* _Exercise_
Give the number of lines below that hold "than", and only that.

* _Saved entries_
*****
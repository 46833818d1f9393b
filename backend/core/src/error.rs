use thiserror::Error;

/// Top-level error type for the FaceGate service.
#[derive(Debug, Error)]
pub enum FaceGateError {
    #[error("bad request: {0}")]
    BadRequest(String),

    #[error("I/O error: {0}")]
    Io(#[from] std::io::Error),

    #[error("face analyzer error ({backend}): {message}")]
    Analyzer { backend: String, message: String },

    #[error("no face detected: {0}")]
    NoFaceDetected(String),

    #[error("relay error: {0}")]
    Relay(String),

    #[error("configuration error: {0}")]
    Config(String),

    #[error(transparent)]
    Other(#[from] anyhow::Error),
}

impl FaceGateError {
    pub fn analyzer(backend: impl Into<String>, message: impl Into<String>) -> Self {
        Self::Analyzer {
            backend: backend.into(),
            message: message.into(),
        }
    }

    /// Whether the error was caused by the caller rather than the service.
    pub fn is_client_error(&self) -> bool {
        matches!(self, Self::BadRequest(_))
    }
}
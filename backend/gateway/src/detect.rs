//! `POST /detect`: does the uploaded image contain a face?
//!
//! Runs the analyzer with enforcement on, so "no face" is reported as the
//! distinct `{"detected": false}` answer rather than a best-effort guess.

use axum::{
    extract::{Multipart, State},
    http::StatusCode,
    response::Json,
};
use facegate_core::{ActionSet, FaceGateError};
use serde_json::{Value, json};
use tracing::{error, info, instrument};

use crate::analyze::discard;
use crate::server::GatewayState;
use crate::upload::UploadForm;

#[instrument(skip_all)]
pub async fn detect_face(
    State(state): State<GatewayState>,
    multipart: Multipart,
) -> (StatusCode, Json<Value>) {
    match run_detection(&state, multipart).await {
        Ok(detected) => {
            info!(detected, "Face detection finished");
            (StatusCode::OK, Json(json!({ "detected": detected })))
        }
        Err(e) => {
            let status = if e.is_client_error() {
                StatusCode::BAD_REQUEST
            } else {
                StatusCode::INTERNAL_SERVER_ERROR
            };
            error!(error = %e, "Face detection failed");
            (status, Json(json!({ "detected": false, "error": e.to_string() })))
        }
    }
}

async fn run_detection(state: &GatewayState, multipart: Multipart) -> Result<bool, FaceGateError> {
    let mut form = UploadForm::from_multipart(multipart).await?;
    let upload = form.take_file("file")?;

    let image = upload.persist(&state.config.storage.temp_dir).await?;
    let outcome = state
        .analyzer
        .analyze(image.path(), &ActionSet::default(), true)
        .await;
    let cleanup = discard(image).await;

    let detected = match outcome {
        Ok(result) => !result.is_empty(),
        Err(FaceGateError::NoFaceDetected(_)) => false,
        Err(e) => return Err(e),
    };
    cleanup?;
    Ok(detected)
}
*****
* _Exercise answer_
2